__EXERCISE PROMPT__.
Return the records exactly, keeping every line as it is.

+ + + + +

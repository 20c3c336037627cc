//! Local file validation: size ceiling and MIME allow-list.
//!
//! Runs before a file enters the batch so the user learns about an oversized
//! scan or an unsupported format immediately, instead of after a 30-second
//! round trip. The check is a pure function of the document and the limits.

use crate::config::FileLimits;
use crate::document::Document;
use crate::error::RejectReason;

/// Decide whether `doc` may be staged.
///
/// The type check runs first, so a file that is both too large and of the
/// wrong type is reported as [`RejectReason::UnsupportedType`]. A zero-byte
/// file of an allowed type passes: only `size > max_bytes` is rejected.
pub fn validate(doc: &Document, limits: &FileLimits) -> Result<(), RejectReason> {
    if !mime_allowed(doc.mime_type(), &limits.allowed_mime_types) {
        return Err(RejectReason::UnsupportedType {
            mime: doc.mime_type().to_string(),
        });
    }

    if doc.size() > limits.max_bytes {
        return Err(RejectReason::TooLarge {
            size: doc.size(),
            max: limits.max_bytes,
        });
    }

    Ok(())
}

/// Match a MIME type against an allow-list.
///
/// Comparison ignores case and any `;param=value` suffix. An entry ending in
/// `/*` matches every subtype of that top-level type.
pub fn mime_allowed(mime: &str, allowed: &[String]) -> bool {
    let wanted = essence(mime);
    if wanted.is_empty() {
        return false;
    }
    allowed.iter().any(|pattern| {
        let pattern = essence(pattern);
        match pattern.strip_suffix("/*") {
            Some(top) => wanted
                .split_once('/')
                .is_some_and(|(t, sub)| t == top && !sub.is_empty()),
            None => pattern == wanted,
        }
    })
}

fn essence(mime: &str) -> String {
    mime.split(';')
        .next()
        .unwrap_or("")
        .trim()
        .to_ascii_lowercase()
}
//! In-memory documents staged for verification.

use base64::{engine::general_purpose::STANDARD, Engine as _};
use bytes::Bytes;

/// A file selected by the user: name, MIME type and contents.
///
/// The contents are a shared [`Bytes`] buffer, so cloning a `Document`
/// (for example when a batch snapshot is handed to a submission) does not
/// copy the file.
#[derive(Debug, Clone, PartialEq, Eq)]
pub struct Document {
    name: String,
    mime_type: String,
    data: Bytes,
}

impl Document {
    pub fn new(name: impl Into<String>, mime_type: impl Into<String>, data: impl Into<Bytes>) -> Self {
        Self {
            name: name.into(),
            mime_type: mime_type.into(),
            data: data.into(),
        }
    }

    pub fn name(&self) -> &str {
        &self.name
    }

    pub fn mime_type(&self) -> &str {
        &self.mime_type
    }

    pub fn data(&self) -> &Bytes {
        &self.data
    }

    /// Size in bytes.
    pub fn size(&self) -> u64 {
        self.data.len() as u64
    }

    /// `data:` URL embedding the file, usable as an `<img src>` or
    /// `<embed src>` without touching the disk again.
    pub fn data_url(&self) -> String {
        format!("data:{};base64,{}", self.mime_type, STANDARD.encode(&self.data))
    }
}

+ + + + +

__SOLUTION__.
repository 20c3c336037627cc
//! Local file validation: size ceiling and MIME allow-list.
//!
//! Runs before a file enters the batch so the user learns about an oversized
//! scan or an unsupported format immediately, instead of after a 30-second
//! round trip. The check is a pure function of the document and the limits.

use crate::config::FileLimits;
use crate::document::Document;
use crate::error::RejectReason;

/// Decide whether `doc` may be staged.
///
/// The type check runs first, so a file that is both too large and of the
/// wrong type is reported as [`RejectReason::UnsupportedType`]. A zero-byte
/// file of an allowed type passes: only `size > max_bytes` is rejected.
pub fn validate(doc: &Document, limits: &FileLimits) -> Result<(), RejectReason> {
    if !mime_allowed(doc.mime_type(), &limits.allowed_mime_types) {
        return Err(RejectReason::UnsupportedType {
            mime: doc.mime_type().to_string(),
        });
    }

    if doc.size() > limits.max_bytes {
        return Err(RejectReason::TooLarge {
            size: doc.size(),
            max: limits.max_bytes,
        });
    }

    Ok(())
}

/// Match a MIME type against an allow-list.
///
/// Comparison ignores case and any `;param=value` suffix. An entry ending in
/// `/*` matches every subtype of that top-level type.
pub fn mime_allowed(mime: &str, allowed: &[String]) -> bool {
    let wanted = essence(mime);
    if wanted.is_empty() {
        return false;
    }
    allowed.iter().any(|pattern| {
        let pattern = essence(pattern);
        match pattern.strip_suffix("/*") {
            Some(top) => wanted
                .split_once('/')
                .is_some_and(|(t, sub)| t == top && !sub.is_empty()),
            None => pattern == wanted,
        }
    })
}

fn essence(mime: &str) -> String {
    mime.split(';')
        .next()
        .unwrap_or("")
        .trim()
        .to_ascii_lowercase()
}
//! In-memory documents staged for verification.

use base64::{engine::general_purpose::STANDARD, Engine as _};
use bytes::Bytes;

/// A file selected by the user: name, MIME type and contents.
///
/// The contents are a shared [`Bytes`] buffer, so cloning a `Document`
/// (for example when a batch snapshot is handed to a submission) does not
/// copy the file.
#[derive(Debug, Clone, PartialEq, Eq)]
pub struct Document {
    name: String,
    mime_type: String,
    data: Bytes,
}

impl Document {
    pub fn new(name: impl Into<String>, mime_type: impl Into<String>, data: impl Into<Bytes>) -> Self {
        Self {
            name: name.into(),
            mime_type: mime_type.into(),
            data: data.into(),
        }
    }

    pub fn name(&self) -> &str {
        &self.name
    }

    pub fn mime_type(&self) -> &str {
        &self.mime_type
    }

    pub fn data(&self) -> &Bytes {
        &self.data
    }

    /// Size in bytes.
    pub fn size(&self) -> u64 {
        self.data.len() as u64
    }

    /// `data:` URL embedding the file, usable as an `<img src>` or
    /// `<embed src>` without touching the disk again.
    pub fn data_url(&self) -> String {
        format!("data:{};base64,{}", self.mime_type, STANDARD.encode(&self.data))
    }
}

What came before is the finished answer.